- _ABOUT THIS EXERCISE_
Go through the data below and return each line where the string "bool" appears.

━━ RECORDED INFORMATION ━━

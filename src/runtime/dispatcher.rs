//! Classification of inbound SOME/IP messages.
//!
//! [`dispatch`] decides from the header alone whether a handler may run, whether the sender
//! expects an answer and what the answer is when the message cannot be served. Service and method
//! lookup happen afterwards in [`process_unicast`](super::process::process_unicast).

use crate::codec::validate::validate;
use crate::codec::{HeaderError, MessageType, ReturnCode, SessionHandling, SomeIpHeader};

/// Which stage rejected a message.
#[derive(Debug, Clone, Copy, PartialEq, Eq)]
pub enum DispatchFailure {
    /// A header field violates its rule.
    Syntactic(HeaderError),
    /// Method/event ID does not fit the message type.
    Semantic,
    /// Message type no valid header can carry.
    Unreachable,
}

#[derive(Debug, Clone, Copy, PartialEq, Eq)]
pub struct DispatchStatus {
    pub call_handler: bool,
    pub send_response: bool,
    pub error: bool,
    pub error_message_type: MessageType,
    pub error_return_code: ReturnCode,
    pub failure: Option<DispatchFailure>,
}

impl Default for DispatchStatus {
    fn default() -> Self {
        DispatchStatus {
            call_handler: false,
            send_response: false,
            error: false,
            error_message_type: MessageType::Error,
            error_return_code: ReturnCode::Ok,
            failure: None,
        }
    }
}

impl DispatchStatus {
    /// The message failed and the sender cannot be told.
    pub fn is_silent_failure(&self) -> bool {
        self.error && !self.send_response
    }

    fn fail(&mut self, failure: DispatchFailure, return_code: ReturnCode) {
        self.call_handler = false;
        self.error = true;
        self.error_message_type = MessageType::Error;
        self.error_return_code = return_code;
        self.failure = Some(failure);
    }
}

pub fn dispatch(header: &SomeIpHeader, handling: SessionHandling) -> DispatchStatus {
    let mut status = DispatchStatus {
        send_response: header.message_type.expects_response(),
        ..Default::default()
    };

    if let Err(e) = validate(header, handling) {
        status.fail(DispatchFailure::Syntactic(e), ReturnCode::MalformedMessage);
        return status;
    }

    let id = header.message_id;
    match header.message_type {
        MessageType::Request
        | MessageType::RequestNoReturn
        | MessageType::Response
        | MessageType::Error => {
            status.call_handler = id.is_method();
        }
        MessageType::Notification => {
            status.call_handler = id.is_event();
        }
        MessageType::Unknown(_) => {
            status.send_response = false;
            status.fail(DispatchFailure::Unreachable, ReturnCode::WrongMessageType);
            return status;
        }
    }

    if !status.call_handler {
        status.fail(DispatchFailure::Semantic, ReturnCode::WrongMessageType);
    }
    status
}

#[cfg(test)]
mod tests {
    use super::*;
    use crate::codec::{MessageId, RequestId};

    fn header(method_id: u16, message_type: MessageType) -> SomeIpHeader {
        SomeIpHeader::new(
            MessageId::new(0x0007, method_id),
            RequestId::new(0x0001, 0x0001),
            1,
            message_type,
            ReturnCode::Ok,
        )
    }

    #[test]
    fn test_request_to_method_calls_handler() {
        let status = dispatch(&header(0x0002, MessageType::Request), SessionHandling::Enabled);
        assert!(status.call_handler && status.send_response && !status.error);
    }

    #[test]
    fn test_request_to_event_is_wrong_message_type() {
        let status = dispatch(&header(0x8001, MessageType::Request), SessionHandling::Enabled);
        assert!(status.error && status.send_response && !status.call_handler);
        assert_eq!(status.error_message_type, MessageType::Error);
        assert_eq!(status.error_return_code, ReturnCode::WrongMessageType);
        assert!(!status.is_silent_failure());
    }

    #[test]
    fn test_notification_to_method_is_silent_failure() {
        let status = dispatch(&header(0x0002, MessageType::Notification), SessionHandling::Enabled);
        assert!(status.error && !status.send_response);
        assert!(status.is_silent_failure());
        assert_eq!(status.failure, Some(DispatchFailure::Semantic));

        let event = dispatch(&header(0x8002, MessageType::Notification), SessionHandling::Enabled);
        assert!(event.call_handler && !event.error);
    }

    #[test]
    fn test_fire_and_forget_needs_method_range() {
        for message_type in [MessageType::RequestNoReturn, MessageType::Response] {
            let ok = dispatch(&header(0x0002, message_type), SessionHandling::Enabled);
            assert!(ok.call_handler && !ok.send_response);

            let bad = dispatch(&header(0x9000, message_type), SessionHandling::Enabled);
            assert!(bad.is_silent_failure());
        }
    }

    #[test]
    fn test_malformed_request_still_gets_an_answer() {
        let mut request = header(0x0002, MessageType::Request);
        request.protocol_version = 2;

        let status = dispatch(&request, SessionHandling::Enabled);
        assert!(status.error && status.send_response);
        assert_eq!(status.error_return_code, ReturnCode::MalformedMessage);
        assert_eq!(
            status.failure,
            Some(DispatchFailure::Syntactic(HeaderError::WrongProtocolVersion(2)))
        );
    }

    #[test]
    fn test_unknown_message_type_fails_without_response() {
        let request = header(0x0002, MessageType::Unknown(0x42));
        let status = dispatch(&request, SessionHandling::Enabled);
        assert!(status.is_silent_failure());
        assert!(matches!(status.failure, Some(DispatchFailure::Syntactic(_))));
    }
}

━━━
━━ RECORDED INFORMATION ━━

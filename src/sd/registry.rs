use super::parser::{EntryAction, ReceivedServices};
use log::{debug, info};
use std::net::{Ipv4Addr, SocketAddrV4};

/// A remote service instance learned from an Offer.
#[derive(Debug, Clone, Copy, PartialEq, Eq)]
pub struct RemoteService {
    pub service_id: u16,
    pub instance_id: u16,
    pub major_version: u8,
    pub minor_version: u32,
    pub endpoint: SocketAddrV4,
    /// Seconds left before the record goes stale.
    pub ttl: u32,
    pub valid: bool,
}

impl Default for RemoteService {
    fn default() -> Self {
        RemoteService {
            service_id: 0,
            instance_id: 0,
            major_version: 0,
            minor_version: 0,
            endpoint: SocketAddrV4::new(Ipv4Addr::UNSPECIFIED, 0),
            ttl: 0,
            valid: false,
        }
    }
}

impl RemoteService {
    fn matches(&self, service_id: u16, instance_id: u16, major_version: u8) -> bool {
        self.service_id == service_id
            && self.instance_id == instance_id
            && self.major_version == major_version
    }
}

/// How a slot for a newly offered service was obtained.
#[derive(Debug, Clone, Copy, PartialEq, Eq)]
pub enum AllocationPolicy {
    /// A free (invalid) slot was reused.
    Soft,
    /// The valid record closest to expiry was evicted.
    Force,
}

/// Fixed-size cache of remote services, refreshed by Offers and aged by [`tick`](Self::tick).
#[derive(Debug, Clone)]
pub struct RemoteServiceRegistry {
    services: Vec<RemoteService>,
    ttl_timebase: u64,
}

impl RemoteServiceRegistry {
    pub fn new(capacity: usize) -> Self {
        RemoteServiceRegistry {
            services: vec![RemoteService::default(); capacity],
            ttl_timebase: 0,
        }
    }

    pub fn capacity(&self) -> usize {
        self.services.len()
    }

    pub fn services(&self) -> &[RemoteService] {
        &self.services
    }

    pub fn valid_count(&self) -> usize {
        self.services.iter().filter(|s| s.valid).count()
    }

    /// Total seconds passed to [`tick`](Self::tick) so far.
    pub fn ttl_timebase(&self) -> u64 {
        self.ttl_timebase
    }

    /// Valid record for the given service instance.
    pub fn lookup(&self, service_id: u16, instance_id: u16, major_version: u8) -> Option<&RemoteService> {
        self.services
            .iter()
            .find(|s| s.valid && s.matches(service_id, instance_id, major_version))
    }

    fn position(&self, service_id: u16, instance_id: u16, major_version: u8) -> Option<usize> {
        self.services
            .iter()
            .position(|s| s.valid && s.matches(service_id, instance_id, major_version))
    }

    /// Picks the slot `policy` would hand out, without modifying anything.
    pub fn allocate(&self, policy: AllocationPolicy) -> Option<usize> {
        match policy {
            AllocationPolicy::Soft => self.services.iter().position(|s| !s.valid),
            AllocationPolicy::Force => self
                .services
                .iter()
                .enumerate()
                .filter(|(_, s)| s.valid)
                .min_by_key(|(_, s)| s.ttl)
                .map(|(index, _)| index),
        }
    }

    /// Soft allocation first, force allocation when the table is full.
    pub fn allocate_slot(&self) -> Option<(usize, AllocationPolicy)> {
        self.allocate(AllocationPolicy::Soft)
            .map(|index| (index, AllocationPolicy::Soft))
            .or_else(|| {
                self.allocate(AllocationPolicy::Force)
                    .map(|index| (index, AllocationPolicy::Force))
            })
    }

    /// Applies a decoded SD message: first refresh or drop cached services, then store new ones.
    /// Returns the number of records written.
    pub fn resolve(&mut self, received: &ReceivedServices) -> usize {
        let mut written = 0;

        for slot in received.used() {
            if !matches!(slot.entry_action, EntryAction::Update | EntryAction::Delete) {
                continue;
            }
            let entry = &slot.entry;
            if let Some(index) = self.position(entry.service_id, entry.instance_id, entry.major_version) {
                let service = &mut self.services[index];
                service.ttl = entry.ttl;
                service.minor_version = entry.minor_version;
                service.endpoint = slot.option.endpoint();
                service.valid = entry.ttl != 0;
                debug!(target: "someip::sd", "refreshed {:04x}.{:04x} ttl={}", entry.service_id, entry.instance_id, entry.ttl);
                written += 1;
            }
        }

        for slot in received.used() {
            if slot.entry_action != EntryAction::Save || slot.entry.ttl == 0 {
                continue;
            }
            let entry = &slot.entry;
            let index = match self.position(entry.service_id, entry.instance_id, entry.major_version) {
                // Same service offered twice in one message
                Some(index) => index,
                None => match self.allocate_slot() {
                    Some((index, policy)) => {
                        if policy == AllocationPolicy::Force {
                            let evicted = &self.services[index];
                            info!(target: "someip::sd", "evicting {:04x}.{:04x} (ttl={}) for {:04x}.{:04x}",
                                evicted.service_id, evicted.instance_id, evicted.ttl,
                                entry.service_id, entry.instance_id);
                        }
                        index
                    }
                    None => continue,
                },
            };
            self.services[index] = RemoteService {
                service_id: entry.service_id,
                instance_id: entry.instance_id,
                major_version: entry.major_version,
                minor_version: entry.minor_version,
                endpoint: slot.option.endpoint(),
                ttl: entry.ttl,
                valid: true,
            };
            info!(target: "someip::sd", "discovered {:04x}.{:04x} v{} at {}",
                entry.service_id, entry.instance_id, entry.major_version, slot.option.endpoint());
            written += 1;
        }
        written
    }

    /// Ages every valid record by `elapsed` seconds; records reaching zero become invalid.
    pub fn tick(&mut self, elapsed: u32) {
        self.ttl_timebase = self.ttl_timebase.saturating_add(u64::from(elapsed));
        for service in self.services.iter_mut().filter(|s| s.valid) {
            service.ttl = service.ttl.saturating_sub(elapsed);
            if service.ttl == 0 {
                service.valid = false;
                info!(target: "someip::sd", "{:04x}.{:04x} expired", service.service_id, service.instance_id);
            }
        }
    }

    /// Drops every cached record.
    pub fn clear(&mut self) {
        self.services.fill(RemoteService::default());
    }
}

━━━

- _FINISHED TASK_
    pub call_handler: bool,
    pub send_response: bool,
    pub error: bool,
    pub fn is_silent_failure(&self) -> bool {
    pub valid: bool,
    fn matches(&self, service_id: u16, instance_id: u16, major_version: u8) -> bool {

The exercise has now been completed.